As someone who visited my GP every week for a YEAR before DS1 finally got blue lighted to hospital, only to find he had 2 collapsed lungs and un diagnosed Cystic Fibrosis. I think this is a terrible idea, I didn't have any money at all back so paying for healthcare wouldn't have been an option.

Snazzyenjoyingsummer Fri 26-Jul-13 21:52:37

Ridiculous and counter-productive. The GPs must not have realised, too, that if I'm going to become a paying customer I will want a considerably higher level of service, including not being spoken to like an idiot, them actually looking at me instead of the computer screen for the whole appointment time, giving me a prescription right away instead of 'seeing how it goes' so I have to make another appointment, and plenty more.

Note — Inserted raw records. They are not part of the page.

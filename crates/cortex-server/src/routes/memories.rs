//! `/v1/memories` — creation/dedup, fetch, delete, hybrid recall, and
//! conversation extraction (§6, §4.2, §4.3).

use axum::extract::{Path, Query, State};
use axum::Json;
use serde::{Deserialize, Serialize};

use cortex_core::ids::{AgentId, MemoryId};
use cortex_core::models::{Memory, MemoryType, Provenance};
use cortex_core::traits::CandidateMemory;
use cortex_kernel::{CreateMemoryParams, ExtractCandidatesParams, RecallParams};
use cortex_retrieval::RecallHit;

use crate::auth::AuthenticatedTenant;
use crate::error::{ApiError, ApiResult};
use crate::routes::util::parse_id;
use crate::state::AppState;

#[derive(Deserialize)]
pub struct CreateMemoryRequest {
    pub agent_id: String,
    pub memory_type: MemoryType,
    pub content: String,
    #[serde(default = "default_provenance")]
    pub provenance: Provenance,
    #[serde(default = "default_confidence")]
    pub confidence: f64,
    pub expires_at: Option<chrono::DateTime<chrono::Utc>>,
}

fn default_provenance() -> Provenance {
    Provenance::User
}

fn default_confidence() -> f64 {
    0.6
}

#[derive(Serialize)]
pub struct CreateMemoryResponse {
    pub memory: Memory,
    pub reinforced: bool,
}

pub async fn create_memory(
    State(state): State<AppState>,
    AuthenticatedTenant(tenant): AuthenticatedTenant,
    Json(body): Json<CreateMemoryRequest>,
) -> ApiResult<Json<CreateMemoryResponse>> {
    let agent_id: AgentId = parse_id(&body.agent_id, AgentId::parse)?;
    let outcome = state
        .kernel
        .create_memory(CreateMemoryParams {
            tenant_id: tenant.id,
            agent_id,
            memory_type: body.memory_type,
            content: body.content,
            provenance: body.provenance,
            confidence: body.confidence,
            expires_at: body.expires_at,
        })
        .await?;
    Ok(Json(CreateMemoryResponse { memory: outcome.memory, reinforced: outcome.reinforced }))
}

#[derive(Deserialize)]
pub struct AgentScopedQuery {
    pub agent_id: String,
}

pub async fn get_memory(
    State(state): State<AppState>,
    AuthenticatedTenant(tenant): AuthenticatedTenant,
    Path(id): Path<String>,
    Query(q): Query<AgentScopedQuery>,
) -> ApiResult<Json<Memory>> {
    let id: MemoryId = parse_id(&id, MemoryId::parse)?;
    let agent_id: AgentId = parse_id(&q.agent_id, AgentId::parse)?;
    let memory = state.kernel.get_memory(tenant.id, agent_id, id).await?;
    Ok(Json(memory))
}

pub async fn delete_memory(
    State(state): State<AppState>,
    AuthenticatedTenant(tenant): AuthenticatedTenant,
    Path(id): Path<String>,
    Query(q): Query<AgentScopedQuery>,
) -> ApiResult<()> {
    let id: MemoryId = parse_id(&id, MemoryId::parse)?;
    let agent_id: AgentId = parse_id(&q.agent_id, AgentId::parse)?;
    state.kernel.delete_memory(tenant.id, agent_id, id).await?;
    Ok(())
}

#[derive(Deserialize)]
pub struct RecallQuery {
    pub agent_id: String,
    pub query: String,
    #[serde(default = "default_top_k")]
    pub top_k: usize,
    #[serde(default = "default_vector_weight")]
    pub vector_weight: f64,
    #[serde(default = "default_graph_weight")]
    pub graph_weight: f64,
    #[serde(default = "default_max_hops")]
    pub max_hops: u32,
    #[serde(default = "default_use_graph")]
    pub use_graph: bool,
    pub memory_type: Option<MemoryType>,
    #[serde(default)]
    pub min_confidence: f64,
}

fn default_top_k() -> usize {
    10
}
fn default_vector_weight() -> f64 {
    0.7
}
fn default_graph_weight() -> f64 {
    0.3
}
fn default_max_hops() -> u32 {
    2
}
fn default_use_graph() -> bool {
    true
}

pub async fn recall(
    State(state): State<AppState>,
    AuthenticatedTenant(tenant): AuthenticatedTenant,
    Query(q): Query<RecallQuery>,
) -> ApiResult<Json<Vec<RecallHit>>> {
    if q.query.trim().is_empty() {
        return Err(ApiError(cortex_core::errors::CortexError::BadRequest {
            message: "query must not be empty".to_string(),
        }));
    }
    let agent_id: AgentId = parse_id(&q.agent_id, AgentId::parse)?;
    let hits = state
        .kernel
        .recall(RecallParams {
            tenant_id: tenant.id,
            agent_id,
            query: q.query,
            top_k: q.top_k,
            vector_weight: q.vector_weight,
            graph_weight: q.graph_weight,
            max_hops: q.max_hops,
            use_graph: q.use_graph,
            memory_type: q.memory_type,
            min_confidence: q.min_confidence,
            fallback_seed_ids: Vec::new(),
        })
        .await?;
    Ok(Json(hits))
}

#[derive(Deserialize)]
pub struct ExtractRequest {
    pub conversation: String,
}

pub async fn extract(
    State(state): State<AppState>,
    AuthenticatedTenant(_tenant): AuthenticatedTenant,
    Json(body): Json<ExtractRequest>,
) -> ApiResult<Json<Vec<CandidateMemory>>> {
    let candidates = state.kernel.extract_candidates(ExtractCandidatesParams { conversation: body.conversation }).await?;
    Ok(Json(candidates))
}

GemmaTeller Fri 26-Jul-13 21:53:23

Pancakeflipper I'd pay to get my dodgy bowel movements sorted grin

TheYoniWayIsUp Fri 26-Jul-13 22:31:51

I think it would be worse if means tested. Like everything else, the people who are just over the threshold for benefits but still skint would be the ones too suffer. I'm sick of being part of 'the working poor' in this country.

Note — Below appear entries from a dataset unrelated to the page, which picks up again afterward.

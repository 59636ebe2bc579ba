use crate::ids::{AgentId, EpisodeId, MemoryId, ProcedureId, TenantId};
use chrono::{DateTime, Datelike, Timelike, Utc};
use serde::{Deserialize, Serialize};

/// §3 Episode `outcome`.
#[derive(Debug, Clone, Copy, PartialEq, Eq, Serialize, Deserialize)]
#[serde(rename_all = "snake_case")]
pub enum Outcome {
    Success,
    Failure,
    Neutral,
    Unknown,
}

/// §3 Episode `consolidation_status`. Transitions are monotonic in this
/// listed order and never revert.
#[derive(Debug, Clone, Copy, PartialEq, Eq, PartialOrd, Ord, Serialize, Deserialize)]
#[serde(rename_all = "snake_case")]
pub enum ConsolidationStatus {
    Raw,
    Processed,
    Abstracted,
    Archived,
}

impl ConsolidationStatus {
    /// True if `next` is a legal (non-regressing) transition from `self`.
    pub fn can_advance_to(self, next: ConsolidationStatus) -> bool {
        next >= self
    }
}

/// A causal link extracted from an episode (§3 Episode `causal_links[]`).
#[derive(Debug, Clone, Serialize, Deserialize)]
pub struct CausalLink {
    pub cause: String,
    pub effect: String,
    pub confidence: f64,
}

/// §3 Episode (raw experience).
#[derive(Debug, Clone, Serialize, Deserialize)]
pub struct Episode {
    pub id: EpisodeId,
    pub tenant_id: TenantId,
    pub agent_id: AgentId,
    pub raw_content: String,
    pub conversation_id: Option<String>,
    pub message_sequence: Option<u64>,
    pub occurred_at: DateTime<Utc>,
    pub duration_seconds: Option<u64>,
    pub valence: f64,
    pub intensity: f64,
    pub importance_score: f64,
    pub entities: Vec<String>,
    pub topics: Vec<String>,
    pub causal_links: Vec<CausalLink>,
    pub outcome: Option<Outcome>,
    pub consolidation_status: ConsolidationStatus,
    /// Floor-clamped at 0; archive is terminal.
    pub memory_strength: f64,
    pub derived_semantic_ids: Vec<MemoryId>,
    pub derived_procedural_ids: Vec<ProcedureId>,
    pub embedding: Option<Vec<f32>>,
    pub last_accessed_at: DateTime<Utc>,
}

impl Episode {
    pub fn new(
        tenant_id: TenantId,
        agent_id: AgentId,
        raw_content: impl Into<String>,
        occurred_at: DateTime<Utc>,
    ) -> Self {
        Self {
            id: EpisodeId::new(),
            tenant_id,
            agent_id,
            raw_content: raw_content.into(),
            conversation_id: None,
            message_sequence: None,
            occurred_at,
            duration_seconds: None,
            valence: 0.0,
            intensity: 0.0,
            importance_score: 0.0,
            entities: Vec::new(),
            topics: Vec::new(),
            causal_links: Vec::new(),
            outcome: None,
            consolidation_status: ConsolidationStatus::Raw,
            memory_strength: 1.0,
            derived_semantic_ids: Vec::new(),
            derived_procedural_ids: Vec::new(),
            embedding: None,
            last_accessed_at: occurred_at,
        }
    }

    /// Derived `time_of_day` bucket (§3 Episode).
    pub fn time_of_day(&self) -> &'static str {
        match self.occurred_at.hour() {
            5..=11 => "morning",
            12..=16 => "afternoon",
            17..=20 => "evening",
            _ => "night",
        }
    }

    /// Derived `day_of_week`.
    pub fn day_of_week(&self) -> chrono::Weekday {
        self.occurred_at.weekday()
    }

    /// Attempt to advance the status; returns `false` (no-op) if `next`
    /// would regress — enforces the monotonicity invariant at the call
    /// site instead of trusting callers.
    pub fn advance_status(&mut self, next: ConsolidationStatus) -> bool {
        if self.consolidation_status.can_advance_to(next) {
            self.consolidation_status = next;
            true
        } else {
            false
        }
    }
}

In truth, if this came in, there would be plenty of times when me, DH and possibly our DC would have to suffer due to simply not having £25 spare. We already skimp on things like dentists/eye tests (for us, not DC) due to lack of funds.

But what do the tories care, eh? The rich get richer and the poor get poorer.

The question in the OP should not be "would you pay", as presumably you'd have no choice. The key question here is "could you pay?"

tribpot Fri 26-Jul-13 22:44:11

Can I cross-charge back to the GP, like the time he made me and DH come in so that he could announce in person that DH needed a blood test and should book a separate appointment with the nurse (in a week's time) and then a further, separate appointment with him (a week after that). That was it. All he was doing was passing on a message from the hospital.

purplewithred Sat 27-Jul-13 07:59:33

Experience in NZ when they did this IIRC was a) appalling overloading of A&E and b) patients waiting until they were extremely sick before seeing a doctor rather than getting stuff sorted early on.

lljkk Sat 27-Jul-13 08:37:00

Most countries have co-pay, it's not a significant source of inequity by itself. they could set up a system where people with chronic conditions only pay for the first appointment. Their condition could be tagged as ongoing treatment and not subject to repeat payments.

So broadly I am in favour of some kind of charge, but depends how it's implemented. £25 is what the Vet charges for 10 minutes, btw. ( Brainstorming here a bit). I wonder if folk could be given a budget for primary care appointments, so you get (?) 6 appointments/yr without charge and anything over that you pay for, you'd get a receipt at each appointment telling you how many free treatments you still had that financial year. With fee waivers for follow-up and monitoring appointments for ongoing treatment. Waivers for pregnant, recently delivered a baby and children under 16, age 75+. Concession rates for other groups.